Les pièces versées aux débats montrent que Mme [B] [R] a passé commande du véhicule le 13 mars 2021 et qu'il lui a été effectivement cédé le 19 mars 2021. La veille, la société Discount Automobiles a procédé au remplacement du kit de distribution avec pompe à eau, au remplacement de la courroie d'accessoire et à la vidange moteur avec filtres.
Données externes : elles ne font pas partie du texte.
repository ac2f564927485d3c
pub mod input;
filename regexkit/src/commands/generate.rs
//! `generate` command: prints strings that satisfy a simple pattern.

use anyhow::{Context, Result};
use log::debug;
use std::io::Write;

use regexkit_core::Generator;

use crate::cli::GenerateCommand;

pub fn run_generate(cmd: &GenerateCommand, out: &mut impl Write) -> Result<()> {
    let mut generator = match cmd.seed {
        Some(seed) => {
            debug!("Seeding generator with {seed}.");
            Generator::seeded(seed)
        }
        None => Generator::new(),
    };

    for _ in 0..cmd.count {
        let generated = generator
            .synthesize(&cmd.pattern, cmd.length)
            .with_context(|| format!("Could not generate a string for {:?}", cmd.pattern))?;
        writeln!(out, "{generated}")?;
    }
    Ok(())
}
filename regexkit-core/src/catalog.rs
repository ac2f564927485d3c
//! Pattern catalog management and the catalog sweep for `regexkit-core`.
//!
//! A catalog maps a category name (e.g. `email_address`) to the pattern that
//! identifies it. The sweep runs every non-empty entry against one input and
//! reports which categories occur, with their full-match text in document
//! order. Catalogs are normally produced by the caller; the YAML loaders here
//! cover the built-in catalog and user-supplied catalog files.
//!
//! License: MIT OR Apache-2.0

use anyhow::Context;
use log::{debug, info, warn};
use rayon::prelude::*;
use serde::{Deserialize, Serialize};
use std::collections::BTreeMap;
use std::path::Path;

use crate::errors::{RegexKitError, Result};
use crate::match_set::log_category_match_debug;
use crate::options::PatternOptions;
use crate::pattern::Pattern;

/// Result of a sweep: category name to the ordered full-match text of every occurrence.
pub type SweepResult = BTreeMap<String, Vec<String>>;

/// On-disk representation of a catalog file.
#[derive(Debug, Default, Deserialize, Serialize)]
struct CatalogFile {
    #[serde(default)]
    patterns: BTreeMap<String, Option<String>>,
}

/// A named collection of patterns representing semantic categories.
#[derive(Debug, Default, Clone, PartialEq, Eq, Serialize, Deserialize)]
#[serde(transparent)]
pub struct PatternCatalog {
    entries: BTreeMap<String, String>,
}

impl PatternCatalog {
    pub fn new() -> Self {
        Self::default()
    }

    /// Adds or replaces an entry. Empty pattern text makes the entry inert.
    pub fn insert(&mut self, name: impl Into<String>, pattern: impl Into<String>) -> Option<String> {
        self.entries.insert(name.into(), pattern.into())
    }

    pub fn get(&self, name: &str) -> Option<&str> {
        self.entries.get(name).map(String::as_str)
    }

    pub fn len(&self) -> usize {
        self.entries.len()
    }

    pub fn is_empty(&self) -> bool {
        self.entries.is_empty()
    }

    pub fn iter(&self) -> impl Iterator<Item = (&str, &str)> {
        self.entries.iter().map(|(k, v)| (k.as_str(), v.as_str()))
    }

    /// Entries that take part in a sweep.
    pub fn active_entries(&self) -> impl Iterator<Item = (&str, &str)> {
        self.iter().filter(|(_, pattern)| !pattern.is_empty())
    }

    /// Parses a catalog from YAML of the form `patterns: { name: 'regex' }`.
    ///
    /// `null` values are kept as inert entries.
    pub fn from_yaml_str(text: &str) -> Result<Self> {
        let file: CatalogFile =
            serde_yml::from_str(text).map_err(|e| RegexKitError::Catalog(e.to_string()))?;
        Ok(file
            .patterns
            .into_iter()
            .map(|(name, pattern)| (name, pattern.unwrap_or_default()))
            .collect())
    }

    /// Loads a catalog from a YAML file.
    pub fn load_from_file<P: AsRef<Path>>(path: P) -> Result<Self> {
        let path = path.as_ref();
        info!("Loading pattern catalog from: {}", path.display());
        let text = std::fs::read_to_string(path)
            .with_context(|| format!("Failed to read catalog file {}", path.display()))
            .map_err(|e| RegexKitError::Catalog(format!("{e:#}")))?;
        let catalog = Self::from_yaml_str(&text)?;
        info!("Loaded {} catalog entries from file {}.", catalog.len(), path.display());
        Ok(catalog)
    }

    /// Loads the built-in identifiable-information catalog.
    pub fn load_default() -> Result<Self> {
        debug!("Loading default catalog from embedded string...");
        let default_yaml = include_str!("../config/default_catalog.yaml");
        let catalog = Self::from_yaml_str(default_yaml)?;
        debug!("Loaded {} default catalog entries.", catalog.len());
        Ok(catalog)
    }
}

impl<K: Into<String>, V: Into<String>> FromIterator<(K, V)> for PatternCatalog {
    fn from_iter<I: IntoIterator<Item = (K, V)>>(iter: I) -> Self {
        Self {
            entries: iter.into_iter().map(|(k, v)| (k.into(), v.into())).collect(),
        }
    }
}

/// Merges `overrides` over `base`.
///
/// An override replaces the base entry of the same name; an override with
/// empty text therefore disables that category.
pub fn merge_catalogs(base: PatternCatalog, overrides: Option<PatternCatalog>) -> PatternCatalog {
    debug!("merge_catalogs called. Base entries: {}", base.len());
    let mut merged = base;
    if let Some(user) = overrides {
        debug!("Override catalog provided. Merging {} entries.", user.len());
        for (name, pattern) in user.entries {
            if pattern.is_empty() && merged.entries.contains_key(&name) {
                warn!("Catalog entry '{}' disabled by an empty override.", name);
            }
            merged.entries.insert(name, pattern);
        }
    }
    debug!("Final catalog entries after merge: {}", merged.len());
    merged
}

/// Sweeps `input` with every non-empty catalog entry.
///
/// Categories without an occurrence are left out. Entries are evaluated in
/// parallel; the result is keyed by category name and each list keeps the
/// document order of its occurrences.
pub fn sweep(catalog: &PatternCatalog, input: &str) -> Result<SweepResult> {
    let entries: Vec<(&str, &str)> = catalog.active_entries().collect();
    debug!(
        "Sweeping input of {} bytes with {} active catalog entries ({} inert).",
        input.len(),
        entries.len(),
        catalog.len() - entries.len()
    );

    let hits = entries
        .par_iter()
        .map(|&(name, pattern)| sweep_entry(name, pattern, input))
        .collect::<Result<Vec<_>>>()?;

    let result: SweepResult = hits.into_iter().flatten().collect();
    debug!("Sweep flagged {} categories.", result.len());
    Ok(result)
}

fn sweep_entry(name: &str, pattern: &str, input: &str) -> Result<Option<(String, Vec<String>)>> {
    let compiled = Pattern::compile(pattern, PatternOptions::default())?;
    if !compiled.find(input) {
        return Ok(None);
    }

    let found: Vec<String> = compiled.full_matches(input).map(str::to_string).collect();
    for m in &found {
        log_category_match_debug("[regexkit_core::catalog]", name, m);
    }
    Ok(Some((name.to_string(), found)))
}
Une facture a été émise par le garage au nom de Mme [B] [R] de sorte qu'il s'en déduit que c'est sur le fondement contractuel et non délictuel que la responsabilité de la société Discount Automobiles peut être recherchée.
Le 7 septembre 2021, le véhicule a pris feu au niveau du compartiment moteur.
Mme [B] [R] soutient, sur la base du rapport de M. [V], qu'elle a missionné pour expertise, que les dégradations subies par le véhicule sont la conséquence d'un manquement du garage lors de l'intervention du 18 mars 2021.
M. [V] a procédé à des constatations sur le véhicule sans convoquer la société Discount Automobiles laquelle conteste les conclusions de ce rapport.
Celui-ci a relevé que le départ d'incendie se situait sur la partie avant droite du véhicule avec une communication dans le compartiment moteur et sur la partie avant gauche du véhicule. Il a en outre relevé les éléments suivants :
un échauffement important des éléments de structure du véhicule (longeron AVD, passage de roue AVD) qui confirme la zone de départ de l'incendie,une combustion conséquente de l'ensemble des éléments mécaniques côté droit indiquant la zone de départ de l'incendie,l'absence de poulies à gorges multiples d'entrainement de l'alternateur sur son arbre,l'absence de l'écrou de fixation de la poulie à gorges multiples de l'alternateur sur l'arbre du rotor de celui-ci,l'absence d'altération sur le filetage de l'arbre de l'alternateur,les vis de fixation de l'alternateur sont toujours en place,la présence du compresseur de climatisation et sa poulie à gorges multiples d'entraînement,la présence de résidus de la courroie d'accessoires servant à l'entraînement de l'alternateur et du compresseur de climatisation sur le tendeur,la présence du tendeur de la courroie d'accessoires et de ses vis de fixation,la présence de deux trous occasionnés par une fusion de la matière le composant sur le carter d'alternateur,un échauffement important sur le carter d'alternateur côté arbre et poulie d'entraînement localisé autour de son arbre d'entrainement,la présence d'un trou occasionné par la fusion de la matière sur le carter du compresseur de climatisation,un échauffement important du faisceau électrique d'alimentation du compressuer de climatisation.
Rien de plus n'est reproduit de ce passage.